Dem würde ich zustimmen. Außerdem handelte es sich ja um altes russisches Land, die Provinz Ingermanland, die in der "Zeit der Wirren" verlorenging. Der Beiname des russischen Nationalhelden Alexander Newski bedeutet ja "von der Newa", und der völlige Neubeginn mit einer neuen modernen europäischen Metropole eignete sich natürlich auch gut für eine Geschichtspropaganda, wie sie etwa in Puschkins Gedicht vom "Ehernen Reiter" zum ausdruck kommt, dem Reiterdenkmal, das Katharina zu Ehren Peters aufstellen ließ.
Petersburg wollte sein Bauherr auf jeden Fall behalten, er war während der größten Krise des Krieges gegen seinen großen Rivalen Karl XII. bereit, alle Eroberungen in Livland abzutreten, wenn Karl ihm nur Petersburg ließ. Sieht man sich den Erfolg von Peters Schöpfung an, die sich zu einem Zentrum russischen Geists und Kultur entwickelte, muß man sich fragen, ob nicht die Gründung eher eine strategische Meisterleistung, als eine strategische Katastrophe war.
Für seinen pointiert polemischen Beitrag sollte sich @kiprian aber auch keinesfalls entschuldigen, die Diskussion lebt ja von solchen Beiträgen, sofern sie sich nicht völlig in Abstrusitäten verirren. Zeitgenössische Beobachter berichten ja zuweilen wirklich, daß sich Peter wie ein schlimmes Kind aufführte. In solchen Momenten konnte es nur Lefort, und später Menschikow und Katharina wagen, dem Zaren zu widersprechen. das russische Volk, Adel wie Bauern hatte viel unter ihm zu leiden. Er war ein Gewaltmensch, jähzornig, brutal und nicht selten grausam. Barbarei bekämpfte er mit barbarischen Mitteln, und seine Reformen waren oft ganz improvisitär und unausgegoren. Seine Ausbildung war in vielem mehr als lückenhaft, verglichen mit der seines Sohnes Alexei. Die Lust, mit der sich Peter noch als reifer Mann an den pubertären Saufgelagen seiner "närrischen Synode" beteiligte, mag man kopfschüttelnd zur Kenntnis nehmen. Er und die Männer, die er um sich scharte, waren keine Intellektuellen, es waren Typen mit Pulver und Blut an den Händen, die für ein differenziertes, erotisiertes Hofleben, wie es Louis und August von Sachsen- Polen kultivierten, wenig Verständnis hatten. Aus humanitärer Sicht war der Bau Petersburgs eine Katastrophe und allzu viele altgläubige Russen mußten in die Wildnis oder die Steppen der Ukraine fliehen, da die Edikte des Zaren gar so belastend waren. Unzählige Russen verloren vermögen und das Leben durch Peters Taktik der verbrannten Erde, allzu viele Bauernjungs wurden in die Armee gepresst. Karl XII. bedauerte aufrichtig das Schicksal seiner Soldaten. Er dachte allen Ernstes daran, Peter zu einem chevaleresken Zweikampf zu fordern, ehe ihn sein Minister Graf Piper daran hindern konnte. Die Kontributionen und Rekrutierungen seiner letzten Regierungsjahre haben Schweden ungeheuer belastet.
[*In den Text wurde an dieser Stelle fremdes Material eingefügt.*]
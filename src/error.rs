//! Journal error types with HTTP status code mapping.
//!
//! [`JournalError`] is the central error type for request handling. Each
//! variant maps to one HTTP status code. Bodies are short plain-text
//! messages: clients only ever see the status, never the underlying cause.

use axum::http::StatusCode;
use axum::response::{IntoResponse, Response};

/// Request-level error enum with HTTP status code mapping.
///
/// | Variant          | HTTP Status                  |
/// |------------------|------------------------------|
/// | `MissingName`    | 417 Expectation Failed       |
/// | `NotImplemented` | 501 Not Implemented          |
/// | `Io`             | 500 Internal Server Error    |
/// | `Database`       | 500 Internal Server Error    |
/// | `Metrics`        | 500 Internal Server Error    |
#[derive(Debug, thiserror::Error)]
pub enum JournalError {
    /// The `name` form field was absent or empty.
    #[error("name not defined")]
    MissingName,

    /// The active backend does not support the requested operation.
    #[error("{0} is not supported by this backend")]
    NotImplemented(&'static str),

    /// Journal file could not be opened or written.
    #[error("journal file error: {0}")]
    Io(#[from] std::io::Error),

    /// SQLite statement failed.
    #[error("database error: {0}")]
    Database(#[from] sqlx::Error),

    /// Metrics registration or encoding failed.
    #[error("metrics error: {0}")]
    Metrics(#[from] prometheus::Error),
}

impl JournalError {
    /// Returns the HTTP status code for this variant.
    #[must_use]
    pub const fn status_code(&self) -> StatusCode {
        match self {
            Self::MissingName => StatusCode::EXPECTATION_FAILED,
            Self::NotImplemented(_) => StatusCode::NOT_IMPLEMENTED,
            Self::Io(_) | Self::Database(_) | Self::Metrics(_) => {
                StatusCode::INTERNAL_SERVER_ERROR
            }
        }
    }

    /// Plain-text body sent to the client.
    #[must_use]
    pub const fn public_message(&self) -> &'static str {
        match self {
            Self::MissingName => "name not defined",
            Self::NotImplemented(_) => "not implemented",
            Self::Io(_) | Self::Database(_) | Self::Metrics(_) => "internal server error",
        }
    }
}

impl IntoResponse for JournalError {
    fn into_response(self) -> Response {
        let status = self.status_code();
        if status.is_server_error() && status != StatusCode::NOT_IMPLEMENTED {
            tracing::error!(error = %self, "request failed");
        } else {
            tracing::debug!(error = %self, status = status.as_u16(), "request rejected");
        }
        (status, self.public_message()).into_response()
    }
}

#[cfg(test)]
mod tests {
    use super::*;

    #[test]
    fn client_errors_map_to_their_status() {
        assert_eq!(
            JournalError::MissingName.status_code(),
            StatusCode::EXPECTATION_FAILED
        );
        assert_eq!(
            JournalError::NotImplemented("list").status_code(),
            StatusCode::NOT_IMPLEMENTED
        );
    }

    #[test]
    fn storage_faults_are_server_errors() {
        let err = JournalError::from(std::io::Error::other("disk full"));
        assert_eq!(err.status_code(), StatusCode::INTERNAL_SERVER_ERROR);
        assert_eq!(err.public_message(), "internal server error");
    }

    #[test]
    fn into_response_keeps_status() {
        let response = JournalError::NotImplemented("list").into_response();
        assert_eq!(response.status(), StatusCode::NOT_IMPLEMENTED);
    }
}
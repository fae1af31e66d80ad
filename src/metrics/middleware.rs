//! Request instrumentation middleware.

use std::sync::Arc;
use std::time::Instant;

use axum::extract::{MatchedPath, Request, State};
use axum::middleware::Next;
use axum::response::Response;

use super::HttpMetrics;

/// Times the wrapped handler and records its outcome.
///
/// Must be installed with `Router::route_layer` so that [`MatchedPath`] is
/// present: requests are labelled by route template (`/{*suffix}`), not by
/// the raw URI, and unmatched requests never reach this function.
pub async fn track_metrics(
    State(metrics): State<Arc<HttpMetrics>>,
    req: Request,
    next: Next,
) -> Response {
    let start = Instant::now();
    let method = req.method().to_string();
    let path = req
        .extensions()
        .get::<MatchedPath>()
        .map_or_else(|| req.uri().path().to_string(), |p| p.as_str().to_string());

    let response = next.run(req).await;

    let status = response.status().as_u16();
    metrics.observe(&path, &method, status, start.elapsed().as_secs_f64());
    tracing::trace!(%path, %method, status, "request observed");

    response
}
Es ist durchaus nicht unsinnig, darüber nachzudenken, woher das Geld für das Trajansforum kam, daß Versailles und Petersburg buchstäblich auf Gebeinen erbaut wurden.
Doch Peter bewies auch, daß er ein verantwortungsvoller Herrscher war. Die Institutionen, die er schuf, hatten Bestand bis zum Untergang des Zarentums. Er war ein fleißiger Arbeiter, fast ein Workoholic, der mühsahmes Aktenstudium und Gefahren nicht scheute. Er beförderte Leute unabhängig von Geburt nur nach Leistung und war in religiösen Dingen recht tolerant. Selbst ein getaufter Jude wie Schafirow konnte bei ihm Karriere machen, das war sehr modern. Seine Metropole wurde ein wahres Wunderwerk, Tolstoi, Puschkin, Dostojewski, Gogol und Rimski -Korsakow schufen dort ihre Werke. Übrigens hat es auch kein Feind Rußlands je geschafft, die Stadt einzunehmen, nicht einmal die Wehrmacht, die sie drei Jahre belagerte. Doch das Urteil über Peter wird immer sehr zwiespältig ausfallen, der Erfolg gab seiner Politik allerdings oft Recht, so fragwürdig das auch en detail vor sich ging.